** About this task **
Where the word "between" appears in a line below, copy the whole line.

** Working data **
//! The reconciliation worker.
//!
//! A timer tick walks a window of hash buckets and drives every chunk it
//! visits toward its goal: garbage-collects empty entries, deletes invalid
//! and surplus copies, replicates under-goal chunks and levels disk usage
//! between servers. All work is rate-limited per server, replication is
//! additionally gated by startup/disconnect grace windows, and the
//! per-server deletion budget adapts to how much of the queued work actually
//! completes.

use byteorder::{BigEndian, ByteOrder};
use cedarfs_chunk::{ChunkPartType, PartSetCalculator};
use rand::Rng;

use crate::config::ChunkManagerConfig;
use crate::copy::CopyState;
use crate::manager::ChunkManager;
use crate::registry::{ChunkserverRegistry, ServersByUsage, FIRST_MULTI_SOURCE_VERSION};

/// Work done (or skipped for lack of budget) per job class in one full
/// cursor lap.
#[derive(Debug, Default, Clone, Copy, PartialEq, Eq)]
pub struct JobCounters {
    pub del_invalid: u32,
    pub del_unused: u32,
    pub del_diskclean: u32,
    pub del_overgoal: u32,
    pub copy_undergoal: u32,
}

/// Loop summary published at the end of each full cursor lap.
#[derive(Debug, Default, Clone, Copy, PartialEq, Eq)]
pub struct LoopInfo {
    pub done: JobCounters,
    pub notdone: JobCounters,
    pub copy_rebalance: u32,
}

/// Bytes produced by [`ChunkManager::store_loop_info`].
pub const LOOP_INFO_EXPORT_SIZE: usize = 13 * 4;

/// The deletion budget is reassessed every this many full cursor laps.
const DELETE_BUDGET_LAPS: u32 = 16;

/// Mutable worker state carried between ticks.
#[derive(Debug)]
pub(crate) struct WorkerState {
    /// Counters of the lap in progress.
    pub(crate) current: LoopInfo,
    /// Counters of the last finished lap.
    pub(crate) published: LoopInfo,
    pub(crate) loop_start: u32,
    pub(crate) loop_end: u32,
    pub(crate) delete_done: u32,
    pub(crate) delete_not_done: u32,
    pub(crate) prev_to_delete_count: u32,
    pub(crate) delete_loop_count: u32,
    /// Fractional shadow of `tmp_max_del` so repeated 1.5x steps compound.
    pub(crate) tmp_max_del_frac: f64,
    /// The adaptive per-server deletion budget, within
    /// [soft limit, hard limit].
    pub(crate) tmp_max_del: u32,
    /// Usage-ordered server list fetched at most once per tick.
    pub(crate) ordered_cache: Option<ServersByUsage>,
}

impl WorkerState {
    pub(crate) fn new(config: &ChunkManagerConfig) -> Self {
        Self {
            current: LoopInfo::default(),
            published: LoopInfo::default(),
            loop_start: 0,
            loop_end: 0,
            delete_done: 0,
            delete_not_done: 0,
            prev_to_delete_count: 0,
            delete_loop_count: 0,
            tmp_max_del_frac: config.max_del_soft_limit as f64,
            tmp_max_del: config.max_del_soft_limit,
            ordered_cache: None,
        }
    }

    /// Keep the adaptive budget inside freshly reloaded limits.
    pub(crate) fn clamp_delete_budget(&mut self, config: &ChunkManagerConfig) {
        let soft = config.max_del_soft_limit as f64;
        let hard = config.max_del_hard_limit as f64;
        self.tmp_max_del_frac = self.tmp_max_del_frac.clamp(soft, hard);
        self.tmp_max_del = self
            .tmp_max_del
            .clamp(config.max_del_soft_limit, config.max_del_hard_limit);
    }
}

** Answer **
//! between servers. All work is rate-limited per server, replication is
/// Mutable worker state carried between ticks.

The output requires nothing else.